This C-DEBI Research Exchange was awarded for travel to the ECORD Summer School Course: Subduction Zone Processes hosted by MARUM in Bremen, Germany. This course offered many unique opportunities including networking with international scientists of various disciplines, learning shipboard operations, and improving grant writing abilities. This two-week course surveyed various types of subduction zone environments and included a wide variety of topics including geology, petrology, geochemistry, sedimentology, and microbiology. We participated in small group exercises that surveyed physical properties, core logging, rock geochemistry, downhole logging, core descriptions, thin sections, and temperature and heat flow. Each of these activities were mimicking onboard operations which allowed us to understand how sediment cores were processed on expeditions. This experience allowed me to make numerous contacts with future colleagues and collaborators while also receiving training for future expeditions.
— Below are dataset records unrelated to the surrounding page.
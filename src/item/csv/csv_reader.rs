use csv::{Reader, ReaderBuilder, StringRecord, Trim};
use std::{cell::RefCell, io::Read};

use crate::{
    core::item::{ItemReader, ItemReaderResult},
    error::ConvertError,
};

/// A CSV reader yielding raw `StringRecord`s.
///
/// The first record is the header and must be consumed with
/// [`read_header`](CsvRecordReader::read_header) before any data row is read;
/// [`read`](ItemReader::read) then yields the remaining rows.
///
/// Fields are not trimmed, so every non-rewritten field reaches the writer
/// with exactly the content it had in the input. Parsing is strict: a row
/// whose width differs from the header is a read error.
///
/// # Examples
///
/// ```
/// use ynab_discover::item::csv::csv_reader::CsvRecordReaderBuilder;
/// use ynab_discover::core::item::ItemReader;
///
/// let data = "\
/// Trans. Date,Amount
/// 06/23/2023,50.00
/// ";
///
/// let reader = CsvRecordReaderBuilder::new().from_reader(data.as_bytes());
///
/// let header = reader.read_header().unwrap();
/// assert_eq!(header, vec!["Trans. Date", "Amount"]);
///
/// let row = reader.read().unwrap().unwrap();
/// assert_eq!(row, vec!["06/23/2023", "50.00"]);
///
/// assert!(reader.read().unwrap().is_none());
/// ```
pub struct CsvRecordReader<R> {
    /// Uses `RefCell` so rows can be pulled through the `&self` receiver of
    /// `ItemReader`.
    reader: RefCell<Reader<R>>,
}

impl<R: Read> CsvRecordReader<R> {
    /// Reads the first record of the stream as the header.
    ///
    /// # Errors
    /// - `ConvertError::HeaderRead` if the stream holds no record at all or
    ///   the first record is malformed.
    pub fn read_header(&self) -> Result<StringRecord, ConvertError> {
        let mut header = StringRecord::new();
        match self.reader.borrow_mut().read_record(&mut header) {
            Ok(true) => Ok(header),
            Ok(false) => Err(ConvertError::HeaderRead(
                "input contains no header row".to_string(),
            )),
            Err(error) => Err(ConvertError::HeaderRead(error.to_string())),
        }
    }
}

impl<R: Read> ItemReader<StringRecord> for CsvRecordReader<R> {
    /// Reads the next data row.
    ///
    /// # Returns
    /// - `Ok(Some(record))` if a row is successfully read
    /// - `Ok(None)` at the end of the stream
    /// - `Err(ConvertError::RowRead(_))` if the row is malformed or is not
    ///   valid UTF-8
    fn read(&self) -> ItemReaderResult<StringRecord> {
        let mut record = StringRecord::new();
        match self.reader.borrow_mut().read_record(&mut record) {
            Ok(true) => Ok(Some(record)),
            Ok(false) => Ok(None),
            Err(error) => Err(ConvertError::RowRead(error.to_string())),
        }
    }
}

/// A builder for configuring CSV record reading.
///
/// # Configuration
///
/// - Delimiter: comma (,)
/// - Fields: not trimmed
/// - Width: every row must be as wide as the header
#[derive(Default)]
pub struct CsvRecordReaderBuilder {}

impl CsvRecordReaderBuilder {
    pub fn new() -> Self {
        Self {}
    }

    /// Creates a `CsvRecordReader` from any source implementing `Read`.
    ///
    /// The header is read as an ordinary record (`has_headers(false)`) so that
    /// an empty stream can be told apart from an empty header.
    pub fn from_reader<R: Read>(self, rdr: R) -> CsvRecordReader<R> {
        let rdr = ReaderBuilder::new()
            .trim(Trim::None)
            .has_headers(false)
            .flexible(false) // Use strict parsing to catch formatting errors
            .from_reader(rdr);

        CsvRecordReader {
            reader: RefCell::new(rdr),
        }
    }
}

#[cfg(test)]
mod tests {
    use std::error::Error;

    use crate::{
        core::item::ItemReader, error::ConvertError,
        item::csv::csv_reader::CsvRecordReaderBuilder,
    };

    #[test]
    fn quoted_fields_should_be_unescaped() -> Result<(), Box<dyn Error>> {
        let data = "Description,Amount
\"ACME STORE, INC 555-1234567 NY\",50.00
\"say \"\"hi\"\"\",1.00
\"two
lines\",2.00";

        let reader = CsvRecordReaderBuilder::new().from_reader(data.as_bytes());
        reader.read_header()?;

        let mut rows = Vec::new();
        while let Some(row) = reader.read()? {
            rows.push(row);
        }

        assert_eq!(
            rows,
            vec![
                vec!["ACME STORE, INC 555-1234567 NY", "50.00"],
                vec!["say \"hi\"", "1.00"],
                vec!["two\nlines", "2.00"],
            ]
        );

        Ok(())
    }

    #[test]
    fn fields_should_not_be_trimmed() -> Result<(), Box<dyn Error>> {
        let data = "a,b\n  padded , 1.00 \n";

        let reader = CsvRecordReaderBuilder::new().from_reader(data.as_bytes());
        reader.read_header()?;

        let row = reader.read()?.ok_or("missing row")?;
        assert_eq!(row, vec!["  padded ", " 1.00 "]);

        Ok(())
    }

    #[test]
    fn empty_input_should_fail_header_read() {
        let reader = CsvRecordReaderBuilder::new().from_reader("".as_bytes());

        let result = reader.read_header();

        assert!(matches!(result, Err(ConvertError::HeaderRead(_))));
    }

    #[test]
    fn row_wider_than_header_should_fail() -> Result<(), Box<dyn Error>> {
        let data = "a,b\n1,2\n1,2,3\n";

        let reader = CsvRecordReaderBuilder::new().from_reader(data.as_bytes());
        reader.read_header()?;

        assert!(reader.read()?.is_some());
        assert!(matches!(reader.read(), Err(ConvertError::RowRead(_))));

        Ok(())
    }

    #[test]
    fn bare_quote_inside_unquoted_field_should_be_kept() -> Result<(), Box<dyn Error>> {
        let data = "a,b\nAB\"C,1.00\n";

        let reader = CsvRecordReaderBuilder::new().from_reader(data.as_bytes());
        reader.read_header()?;

        assert_eq!(reader.read()?, Some(vec!["AB\"C", "1.00"].into()));

        Ok(())
    }
}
This course was relevant to C-DEBI Research Themes 2 (Activities, Communities, and Ecosystems) and 3 (Metabolism, Survival, and Adaptation) because we connected life with surrounding abiotic conditions including geochemistry, geology, petrology, and sedimentology.
Microorganisms possess a variety of survival mechanisms, including the production of antimicrobials that function to kill and/or inhibit the growth of competing microorganisms. Studies of antimicrobial production have largely been driven by the medical community in response to the rise in antibiotic-resistant microorganisms and have involved isolated pure cultures under artificial laboratory conditions neglecting the important ecological roles of these compounds. The search for new natural products has extended to biofilms, soil, oceans, coral reefs, and shallow coastal sediments; however, the marine deep subsurface biosphere may be an untapped repository for novel antimicrobial discovery. Uniquely, prokaryotic survival in energy-limited extreme environments force microbial populations to either adapt their metabolism to outcompete or produce novel antimicrobials that inhibit competition. For example, subsurface sediments could yield novel antimicrobial genes, while at the same time answering important ecological questions about the microbial community.
A C-DEBI research exchange was awarded for travel to the International Geobiology Summer Course hosted by California Institute of Technology (in conjuction with the Agouron Institute, Simons Foundation and USC Wrigley Institute). This course offered many unique opportunities including extensive field sampling, lab work, and data analyses. Field sampling occurred at Mono Lake, Little Hot Creek, the Monterey Formation, and Sulfur Mountain. Laboratory procedures included DNA extraction and PCR, CARD-FISH, microeukaryote culturing, nanoSIMS, beamline, SEM, biomarker, isotopes, and petrography analyses. We found that there was potential for microbial communities to be active at low levels in Mono Lake sediments. We also concluded that there were detrital input of albite and orthoclase into Mono sediments that correlated with El Niño and La Niña events. These data were analyzed and presented for the participants, directors, and course administrators on the final day. This experience not only provided me with technical training, but also allowed me to build an extensive network of colleagues in the field of geobiology. This course was relevant to C-DEBI Research Themes 2 (Activities, Communities, and Ecosystems) and 3 (Metabolism, Survival, and Adaptation) because we connected microbial community structure and potential function to geochemical measurements.
Microbial life in the deep subsurface biosphere is taxonomically and metabolically diverse, but it is vigorously debated whether the resident organisms are thriving (metabolizing, maintaining cellular integrity, and expressing division genes) or just surviving. As part of Integrated Ocean Drilling Program (IODP) Expedition 347: Baltic Sea Paleoenvironment, we extracted and sequenced RNA from organic carbon-rich, nutrient-replete, and permanently anoxic sediment. In stark contrast to the oligotrophic subsurface biosphere, Baltic Sea Basin samples provided a unique opportunity to understand the balance between metabolism and other cellular processes. Targeted sequencing of 16S rRNA transcripts showed Atribacteria (an uncultured phylum) and Chloroflexi to be among the dominant and the active members of the community. Metatranscriptomic analysis identified methane cycling, sulfur cycling, and halogenated compound utilization as active in situ respiratory metabolisms. Genes for cellular maintenance, cellular division, motility, and antimicrobial production were also transcribed. This indicates that microbial life in deep subsurface Baltic Sea Basin sediments was not only alive, but thriving.